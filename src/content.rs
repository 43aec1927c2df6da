use std::collections::BTreeMap;
use std::path::{Path, PathBuf};
use std::sync::{Arc, RwLock};

use anyhow::Context as _;
use pulldown_cmark::{Options, Parser, html};
use serde::{Deserialize, Serialize};

/// Blog slugs map to fixed filenames under `posts/`; the mapping is a table,
/// not derived from the slug.
const POST_FILES: &[(&str, &str)] = &[
    ("mirissa-whale-season", "whale-season.md"),
    ("ella-by-train", "ella-train.md"),
    ("street-food-colombo", "colombo-food.md"),
];

#[derive(Debug, Clone, Serialize, Deserialize, PartialEq)]
pub struct Vehicle {
    pub id: String,
    pub name: String,
    pub vehicle_type: String,
    pub passengers: i64,
    pub price_per_day: f64,
    pub image: String,
}

#[derive(Debug, Clone, Serialize, Deserialize, PartialEq)]
pub struct Destination {
    pub id: String,
    pub slug: String,
    pub name: String,
    pub description: String,
    pub image: String,
    #[serde(default)]
    pub categories: Vec<String>,
    pub latitude: f64,
    pub longitude: f64,
}

#[derive(Debug, Clone, Serialize, Deserialize, PartialEq)]
pub struct ItineraryDay {
    pub day: u32,
    pub title: String,
    pub details: String,
}

#[derive(Debug, Clone, Serialize, Deserialize, PartialEq)]
pub struct Tour {
    pub id: String,
    pub slug: String,
    pub title: String,
    pub duration_days: u32,
    pub price: f64,
    pub rating: f64,
    #[serde(default)]
    pub highlights: Vec<String>,
    #[serde(default)]
    pub itinerary: Vec<ItineraryDay>,
}

#[derive(Debug, Clone, Serialize, Deserialize, PartialEq)]
pub struct FaqItem {
    pub question: String,
    pub answer: String,
}

/// One fully replaceable FAQ unit; the admin edits whole categories.
#[derive(Debug, Clone, Serialize, Deserialize, PartialEq)]
pub struct FaqCategory {
    pub category: String,
    pub items: Vec<FaqItem>,
}

#[derive(Debug, Clone, Serialize, Deserialize, PartialEq)]
pub struct PostMeta {
    pub slug: String,
    pub title: String,
    pub excerpt: String,
    pub date: String,
    pub category: String,
}

/// The deploy-time site document (`site.json`).
#[derive(Debug, Clone, Serialize, Deserialize)]
pub struct SiteDocument {
    pub site: serde_json::Value,
    pub fleet: Vec<Vehicle>,
    pub destinations: Vec<Destination>,
    #[serde(default)]
    pub destination_categories: BTreeMap<String, String>,
    pub tours: Vec<Tour>,
    pub faq: Vec<FaqCategory>,
    pub posts: Vec<PostMeta>,
}

/// Immutable view of the content directory, loaded once and swapped on
/// explicit reload rather than re-read per request.
#[derive(Debug)]
pub struct Snapshot {
    pub document: SiteDocument,
    post_bodies: BTreeMap<String, String>,
}

impl Snapshot {
    pub fn post_body(&self, slug: &str) -> Option<&str> {
        self.post_bodies.get(slug).map(String::as_str)
    }

    pub fn category_name<'a>(&'a self, id: &'a str) -> &'a str {
        self.document
            .destination_categories
            .get(id)
            .map(String::as_str)
            .unwrap_or(id)
    }
}

#[derive(Debug)]
pub struct ContentStore {
    dir: PathBuf,
    snapshot: RwLock<Arc<Snapshot>>,
}

impl ContentStore {
    pub fn open(dir: impl Into<PathBuf>) -> anyhow::Result<Self> {
        let dir = dir.into();
        let snapshot = Arc::new(load_snapshot(&dir)?);
        Ok(Self {
            dir,
            snapshot: RwLock::new(snapshot),
        })
    }

    pub fn snapshot(&self) -> Arc<Snapshot> {
        Arc::clone(&self.snapshot.read().expect("content snapshot lock"))
    }

    /// Rebuilds the snapshot from disk and swaps it in.
    pub fn reload(&self) -> anyhow::Result<()> {
        let fresh = Arc::new(load_snapshot(&self.dir)?);
        *self.snapshot.write().expect("content snapshot lock") = fresh;
        Ok(())
    }

    /// Replaces the destinations section of `site.json` wholesale and
    /// reloads. This is the admin's file-replace path for the JSON-only
    /// domain; there is no per-field patch.
    pub fn overwrite_destinations(&self, destinations: Vec<Destination>) -> anyhow::Result<()> {
        let path = self.dir.join("site.json");
        let mut document = self.snapshot().document.clone();
        document.destinations = destinations;
        write_json_atomic(&path, &document)?;
        self.reload()
    }
}

fn load_snapshot(dir: &Path) -> anyhow::Result<Snapshot> {
    let site_path = dir.join("site.json");
    let raw = std::fs::read(&site_path)
        .with_context(|| format!("read site document: {}", site_path.display()))?;
    let document: SiteDocument = serde_json::from_slice(&raw)
        .with_context(|| format!("parse site document: {}", site_path.display()))?;

    let mut post_bodies = BTreeMap::new();
    for &(slug, file) in POST_FILES {
        let path = dir.join("posts").join(file);
        match std::fs::read_to_string(&path) {
            Ok(body) => {
                post_bodies.insert(slug.to_string(), body);
            }
            Err(err) if err.kind() == std::io::ErrorKind::NotFound => {
                tracing::warn!(slug, path = %path.display(), "post body missing");
            }
            Err(err) => {
                return Err(err).with_context(|| format!("read post body: {}", path.display()));
            }
        }
    }

    Ok(Snapshot {
        document,
        post_bodies,
    })
}

pub fn render_markdown(markdown: &str) -> String {
    let mut options = Options::empty();
    options.insert(Options::ENABLE_TABLES);
    options.insert(Options::ENABLE_STRIKETHROUGH);
    let parser = Parser::new_ext(markdown, options);
    let mut out = String::new();
    html::push_html(&mut out, parser);
    out
}

fn write_json_atomic<T: serde::Serialize>(path: &Path, value: &T) -> anyhow::Result<()> {
    let parent = path
        .parent()
        .ok_or_else(|| anyhow::anyhow!("path has no parent: {}", path.display()))?;
    std::fs::create_dir_all(parent)
        .with_context(|| format!("create parent dir: {}", parent.display()))?;

    let tmp_path = path.with_extension(format!("tmp.{}", uuid::Uuid::new_v4().simple()));
    let data = serde_json::to_vec_pretty(value).context("serialize json")?;
    std::fs::write(&tmp_path, &data)
        .with_context(|| format!("write tmp: {}", tmp_path.display()))?;
    std::fs::rename(&tmp_path, path)
        .with_context(|| format!("rename tmp to final: {}", path.display()))?;
    Ok(())
}
use std::collections::BTreeMap;
use std::time::Duration;

use anyhow::Context as _;
use serde::{Deserialize, Serialize};

pub const DEFAULT_FEED_URL: &str = "https://open.er-api.com/v6/latest/USD";

/// Used when the feed carries no LKR entry.
pub const FIXED_USD_LKR: f64 = 320.0;

/// Currencies derived from the USD cross rates; USD itself maps straight to
/// the LKR rate.
const DERIVED: &[&str] = &["EUR", "GBP", "AUD", "SGD"];

/// Whole-LKR rates served when the feed is unreachable or malformed.
const FALLBACK_RATES: &[(&str, i64)] = &[
    ("USD", 320),
    ("EUR", 348),
    ("GBP", 406),
    ("AUD", 209),
    ("SGD", 238),
];

#[derive(Debug, Clone, Serialize, PartialEq)]
pub struct CurrencyRates {
    pub base: String,
    pub source: &'static str,
    /// LKR per one unit of the keyed currency, rounded to the whole rupee.
    pub rates: BTreeMap<String, i64>,
}

#[derive(Debug, Deserialize)]
struct Feed {
    rates: BTreeMap<String, f64>,
}

pub fn fallback_rates() -> CurrencyRates {
    CurrencyRates {
        base: "LKR".to_string(),
        source: "fallback",
        rates: FALLBACK_RATES
            .iter()
            .map(|(code, rate)| ((*code).to_string(), *rate))
            .collect(),
    }
}

/// Derives whole-rupee rates from a USD-base cross-rate table. Returns None
/// when an expected currency is missing or non-positive, which the caller
/// treats the same as a failed fetch.
pub fn derive_rates(per_usd: &BTreeMap<String, f64>) -> Option<BTreeMap<String, i64>> {
    let usd_lkr = per_usd
        .get("LKR")
        .copied()
        .filter(|v| *v > 0.0)
        .unwrap_or(FIXED_USD_LKR);

    let mut out = BTreeMap::new();
    out.insert("USD".to_string(), usd_lkr.round() as i64);
    for code in DERIVED {
        let rate = per_usd.get(*code).copied().filter(|v| *v > 0.0)?;
        out.insert((*code).to_string(), (usd_lkr / rate).round() as i64);
    }
    Some(out)
}

async fn fetch_live(client: &reqwest::Client, feed_url: &str) -> anyhow::Result<CurrencyRates> {
    let response = client
        .get(feed_url)
        .send()
        .await
        .with_context(|| format!("GET {feed_url}"))?;

    let status = response.status();
    if !status.is_success() {
        anyhow::bail!("currency feed returned {status}");
    }

    let feed: Feed = response.json().await.context("parse currency feed")?;
    let rates = derive_rates(&feed.rates)
        .ok_or_else(|| anyhow::anyhow!("currency feed is missing expected currencies"))?;

    Ok(CurrencyRates {
        base: "LKR".to_string(),
        source: "live",
        rates,
    })
}

/// Fetches the cross-rate feed and shapes it into LKR rates; any failure is
/// substituted with the static table and logged, never surfaced.
pub async fn rates(client: &reqwest::Client, feed_url: &str) -> CurrencyRates {
    match fetch_live(client, feed_url).await {
        Ok(rates) => rates,
        Err(err) => {
            tracing::warn!(error = %format!("{err:#}"), "currency feed failed, serving fallback");
            fallback_rates()
        }
    }
}

pub fn http_client() -> anyhow::Result<reqwest::Client> {
    reqwest::Client::builder()
        .timeout(Duration::from_secs(10))
        .build()
        .context("build currency/weather http client")
}

#[cfg(test)]
mod tests {
    use super::*;

    #[test]
    fn eur_rate_derives_from_cross_rate_and_fixed_lkr() {
        let feed = BTreeMap::from([
            ("EUR".to_string(), 0.92),
            ("GBP".to_string(), 0.79),
            ("AUD".to_string(), 1.53),
            ("SGD".to_string(), 1.34),
        ]);

        let rates = derive_rates(&feed).unwrap();
        assert_eq!(rates["EUR"], (320.0_f64 / 0.92).round() as i64);
        assert_eq!(rates["EUR"], 348);
        assert_eq!(rates["USD"], 320);
    }

    #[test]
    fn feed_lkr_entry_wins_over_fixed_rate() {
        let feed = BTreeMap::from([
            ("LKR".to_string(), 300.0),
            ("EUR".to_string(), 0.92),
            ("GBP".to_string(), 0.79),
            ("AUD".to_string(), 1.53),
            ("SGD".to_string(), 1.34),
        ]);

        let rates = derive_rates(&feed).unwrap();
        assert_eq!(rates["USD"], 300);
        assert_eq!(rates["EUR"], (300.0_f64 / 0.92).round() as i64);
    }

    #[test]
    fn missing_currency_yields_none() {
        let feed = BTreeMap::from([("EUR".to_string(), 0.92)]);
        assert!(derive_rates(&feed).is_none());
    }

    #[tokio::test]
    async fn unreachable_feed_serves_fallback_table() {
        let client = http_client().unwrap();
        // Port 1 is never bound in the test environment.
        let out = rates(&client, "http://127.0.0.1:1/latest/USD").await;
        assert_eq!(out.source, "fallback");
        assert_eq!(out.rates["USD"], 320);
    }
}
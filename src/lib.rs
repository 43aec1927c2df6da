#![forbid(unsafe_code)]

pub mod cli;
pub mod content;
pub mod currency;
pub mod db;
pub mod gallery;
pub mod http;
pub mod inquiry;
pub mod logging;
pub mod memories;
pub mod resolve;
pub mod reviews;
pub mod upload;
pub mod weather;
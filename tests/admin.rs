mod common;

use axum::body::Body;
use axum::http::{Request, StatusCode, header};
use common::{get, spawn};
use http_body_util::BodyExt as _;
use tower::ServiceExt as _;

#[tokio::test]
async fn healthz_answers_ok() {
    let app = spawn().await;
    let response = app
        .router
        .clone()
        .oneshot(Request::builder().uri("/healthz").body(Body::empty()).unwrap())
        .await
        .unwrap();
    assert_eq!(response.status(), StatusCode::OK);
}

#[tokio::test]
async fn fix_db_is_idempotent() {
    let app = spawn().await;

    let (status, first) = get(&app.router, "/fix-db").await;
    assert_eq!(status, StatusCode::OK);
    for entry in first.as_array().unwrap() {
        assert_ne!(entry["outcome"], "failed", "first run: {entry}");
    }

    let (status, second) = get(&app.router, "/fix-db").await;
    assert_eq!(status, StatusCode::OK);
    for entry in second.as_array().unwrap() {
        assert_eq!(entry["outcome"], "already_applied", "second run: {entry}");
    }
}

#[tokio::test]
async fn diagnose_reports_tables_and_connectivity() {
    let app = spawn().await;

    let (status, body) = get(&app.router, "/diagnose").await;
    assert_eq!(status, StatusCode::OK);
    assert_eq!(body["connectivity"], "ok");
    assert_eq!(body["database_url_set"], false);
    assert_eq!(body["tables"]["inquiries"], 0);
}

#[tokio::test]
async fn upload_sanitizes_the_filename_and_serves_the_file() {
    let app = spawn().await;

    let boundary = "serendib-test-boundary";
    let body = format!(
        "--{boundary}\r\n\
         Content-Disposition: form-data; name=\"file\"; filename=\"../beach photo.jpg\"\r\n\
         Content-Type: image/jpeg\r\n\r\n\
         fake-jpeg-bytes\r\n\
         --{boundary}--\r\n"
    );

    let response = app
        .router
        .clone()
        .oneshot(
            Request::builder()
                .method("POST")
                .uri("/upload")
                .header(
                    header::CONTENT_TYPE,
                    format!("multipart/form-data; boundary={boundary}"),
                )
                .body(Body::from(body))
                .unwrap(),
        )
        .await
        .unwrap();
    assert_eq!(response.status(), StatusCode::OK);

    let bytes = response.into_body().collect().await.unwrap().to_bytes();
    let value: serde_json::Value = serde_json::from_slice(&bytes).unwrap();
    assert_eq!(value["url"], "/media/beach-photo.jpg");

    let stored = std::fs::read(app.upload_dir.join("beach-photo.jpg")).unwrap();
    assert_eq!(stored, b"fake-jpeg-bytes");

    // And the static file route serves it back.
    let response = app
        .router
        .clone()
        .oneshot(
            Request::builder()
                .uri("/media/beach-photo.jpg")
                .body(Body::empty())
                .unwrap(),
        )
        .await
        .unwrap();
    assert_eq!(response.status(), StatusCode::OK);
}

#[tokio::test]
async fn upload_without_a_file_field_is_rejected() {
    let app = spawn().await;

    let boundary = "serendib-test-boundary";
    let body = format!(
        "--{boundary}\r\n\
         Content-Disposition: form-data; name=\"other\"\r\n\r\n\
         hello\r\n\
         --{boundary}--\r\n"
    );

    let response = app
        .router
        .clone()
        .oneshot(
            Request::builder()
                .method("POST")
                .uri("/upload")
                .header(
                    header::CONTENT_TYPE,
                    format!("multipart/form-data; boundary={boundary}"),
                )
                .body(Body::from(body))
                .unwrap(),
        )
        .await
        .unwrap();
    assert_eq!(response.status(), StatusCode::BAD_REQUEST);
}

#[tokio::test]
async fn reload_content_swaps_in_edits_made_on_disk() {
    let app = spawn().await;

    // Edit site.json behind the running server's back.
    let site_path = app.content_dir.join("site.json");
    let raw = std::fs::read_to_string(&site_path).unwrap();
    let mut document: serde_json::Value = serde_json::from_str(&raw).unwrap();
    document["site"]["name"] = serde_json::json!("Serendib Travel (2026)");
    std::fs::write(&site_path, serde_json::to_vec_pretty(&document).unwrap()).unwrap();

    // The snapshot is immutable until the reload boundary is crossed.
    let (_, before) = get(&app.router, "/site-config").await;
    assert_eq!(before["name"], "Serendib Travel");

    let response = app
        .router
        .clone()
        .oneshot(
            Request::builder()
                .method("POST")
                .uri("/admin/reload-content")
                .body(Body::empty())
                .unwrap(),
        )
        .await
        .unwrap();
    assert_eq!(response.status(), StatusCode::NO_CONTENT);

    let (_, after) = get(&app.router, "/site-config").await;
    assert_eq!(after["name"], "Serendib Travel (2026)");
}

* * * *

* **What is needed**
For the string "beach", count the lines of the preceding listing in which it appears, and report the count alone.

* **Task result**
4